In a dating landscape filled with frogs disguised as princes and a jungle of jerks, Melissa and Allison offer a nurturing haven where women can laugh, learn, and empower each other to find love on their own terms. From ghosting to breadcrumbing, from disastrous first dates to navigating online profiles, "Dating Daycare" covers it all with wit, wisdom, and plenty of wine.
With Melissa's no-nonsense approach and Allison's comedic charm, each episode feels like a heart-to-heart chat with your best girlfriends over brunch. Whether you're swiping left or swiping right, "Dating Daycare" is your go-to guide for surviving and thriving in the wild world of modern romance.
So grab your favorite beverage, kick back, and join Melissa and Allison as they navigate the highs, lows, and hilarities of dating life. Because when it comes to matters of the heart, everyone could use a little TLC from "Dating Daycare.
Dating Daycare
The Ex-Files: Chronicles of a Child Support Dodger
Ever had an ex who turned simple co-parenting requests into emotional warfare? You're not alone.
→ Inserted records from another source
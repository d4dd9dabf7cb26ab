use std::collections::HashMap;

use chrono::NaiveDate;
use serde::{Deserialize, Serialize};

use crate::leasing::domain::LeaseId;
use crate::money::Money;

use super::{InputField, Report, ReportColumn, ReportData};

/// Payments received between two dates, with a grand total.
pub struct InvoicePaymentsReport;

#[derive(Debug, Deserialize)]
pub struct InvoicePaymentsInput {
    pub start_date: NaiveDate,
    pub end_date: NaiveDate,
}

#[derive(Debug, Clone, PartialEq, Serialize)]
pub struct InvoicePaymentRow {
    pub invoice_number: Option<u64>,
    pub lease_id: String,
    pub paid_date: NaiveDate,
    pub paid_amount: Money,
    pub filing_code: Option<String>,
}

const INPUTS: &[InputField] = &[
    InputField {
        name: "start_date",
        label: "Start date",
        kind: "date",
        required: true,
    },
    InputField {
        name: "end_date",
        label: "End date",
        kind: "date",
        required: true,
    },
];

const COLUMNS: &[ReportColumn] = &[
    ReportColumn {
        key: "invoice_number",
        label: "Invoice number",
    },
    ReportColumn {
        key: "lease_id",
        label: "Lease id",
    },
    ReportColumn {
        key: "paid_date",
        label: "Paid date",
    },
    ReportColumn {
        key: "paid_amount",
        label: "Paid amount",
    },
    ReportColumn {
        key: "filing_code",
        label: "Filing code",
    },
];

impl Report for InvoicePaymentsReport {
    type Input = InvoicePaymentsInput;
    type Row = InvoicePaymentRow;

    fn slug(&self) -> &'static str {
        "invoice_payments"
    }

    fn name(&self) -> &'static str {
        "Invoice payments"
    }

    fn description(&self) -> &'static str {
        "Payments received within the given dates"
    }

    fn permission(&self) -> &'static str {
        "invoicepayment"
    }

    fn input_fields(&self) -> &'static [InputField] {
        INPUTS
    }

    fn columns(&self) -> &'static [ReportColumn] {
        COLUMNS
    }

    fn total_column(&self) -> Option<&'static str> {
        Some("paid_amount")
    }

    fn rows(&self, data: &ReportData, input: &Self::Input) -> Vec<InvoicePaymentRow> {
        let identifiers: HashMap<LeaseId, String> = data
            .leases
            .iter()
            .map(|lease| (lease.id, lease.identifier.to_string()))
            .collect();

        let mut rows: Vec<InvoicePaymentRow> = data
            .invoices
            .iter()
            .flat_map(|invoice| {
                let lease_id = identifiers
                    .get(&invoice.lease)
                    .cloned()
                    .unwrap_or_default();
                invoice
                    .payments
                    .iter()
                    .filter(|payment| {
                        payment.paid_date >= input.start_date && payment.paid_date <= input.end_date
                    })
                    .map(move |payment| InvoicePaymentRow {
                        invoice_number: invoice.number,
                        lease_id: lease_id.clone(),
                        paid_date: payment.paid_date,
                        paid_amount: payment.paid_amount,
                        filing_code: payment.filing_code.clone(),
                    })
            })
            .collect();
        rows.sort_by(|a, b| {
            a.paid_date
                .cmp(&b.paid_date)
                .then(a.invoice_number.cmp(&b.invoice_number))
        });
        rows
    }
}

#[cfg(test)]
mod tests {
    use axum::http::Uri;

    use super::*;
    use crate::leasing::domain::ContactId;
    use crate::leasing::invoice::domain::{InvoiceId, InvoicePayment, InvoicePaymentId};
    use crate::leasing::invoice::service::blank_invoice;
    use crate::leasing::report::ReportRunner;
    use crate::leasing::testing::lease;

    fn date(y: i32, m: u32, d: u32) -> NaiveDate {
        NaiveDate::from_ymd_opt(y, m, d).expect("valid date")
    }

    fn data() -> ReportData {
        let mut first = blank_invoice(InvoiceId(1), LeaseId(1), ContactId(1), date(2024, 1, 31));
        first.number = Some(1_000_001);
        first.payments = vec![
            InvoicePayment {
                id: InvoicePaymentId(1),
                paid_amount: Money::from_cents(12_000),
                paid_date: date(2024, 2, 10),
                filing_code: Some("F1".to_string()),
            },
            InvoicePayment {
                id: InvoicePaymentId(2),
                paid_amount: Money::from_cents(500),
                paid_date: date(2024, 4, 1),
                filing_code: None,
            },
        ];
        let mut second = blank_invoice(InvoiceId(2), LeaseId(1), ContactId(1), date(2024, 1, 31));
        second.number = Some(1_000_002);
        second.payments = vec![InvoicePayment {
            id: InvoicePaymentId(3),
            paid_amount: Money::from_cents(3_050),
            paid_date: date(2024, 2, 1),
            filing_code: None,
        }];
        ReportData {
            leases: vec![lease(1, "A1104-12")],
            invoices: vec![first, second],
            condition_types: Vec::new(),
        }
    }

    #[test]
    fn selects_payments_in_range_ordered_by_date() {
        let rows = InvoicePaymentsReport.rows(
            &data(),
            &InvoicePaymentsInput {
                start_date: date(2024, 2, 1),
                end_date: date(2024, 3, 31),
            },
        );
        let numbers: Vec<_> = rows.iter().map(|row| row.invoice_number).collect();
        assert_eq!(numbers, [Some(1_000_002), Some(1_000_001)]);
        assert_eq!(rows[0].lease_id, "A1104-12");
    }

    #[test]
    fn csv_ends_with_total_row() {
        let uri: Uri = "/api/v1/reports/invoice_payments/?start_date=2024-01-01&end_date=2024-12-31"
            .parse()
            .expect("uri");
        let output = InvoicePaymentsReport.run(&data(), &uri).expect("report runs");
        assert_eq!(output.total(), Some(Money::from_cents(15_550)));

        let csv = output.to_csv().expect("csv renders");
        let lines: Vec<&str> = csv.lines().collect();
        assert_eq!(
            lines[0],
            "Invoice number,Lease id,Paid date,Paid amount,Filing code"
        );
        assert_eq!(lines[1], "1000002,A1104-12,2024-02-01,30.50,");
        assert_eq!(lines.last().copied(), Some("Total,,,155.50,"));
    }

    #[test]
    fn dates_are_required() {
        let uri: Uri = "/api/v1/reports/invoice_payments/?start_date=2024-01-01"
            .parse()
            .expect("uri");
        assert!(matches!(
            InvoicePaymentsReport.run(&data(), &uri),
            Err(crate::leasing::report::ReportError::InvalidInput(_))
        ));
    }
}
Welcome back to a fresh season of Dating Daycare, where we're kicking things off with our listener-favorite "Dick of the Week" segment. This time, we're unpacking a story that perfectly captures the frustration of co-parenting with someone who views children's happiness as bargaining chips.
When growing kids need a new trampoline because they've outgrown their old one, most reasonable parents would split the cost, right? Not in this case. After spending over $25,000 on private schooling and camp fees, our host reached out to her ex with a simple request to contribute toward a $2,000 replacement trampoline. His response? "Maybe in December" – six months later, when snow would make the trampoline unusable. The kicker? This is the same man who previously held Christmas presents hostage unless his daughter visited his home, and who makes six figures with substantial bonuses while driving a luxury Range Rover.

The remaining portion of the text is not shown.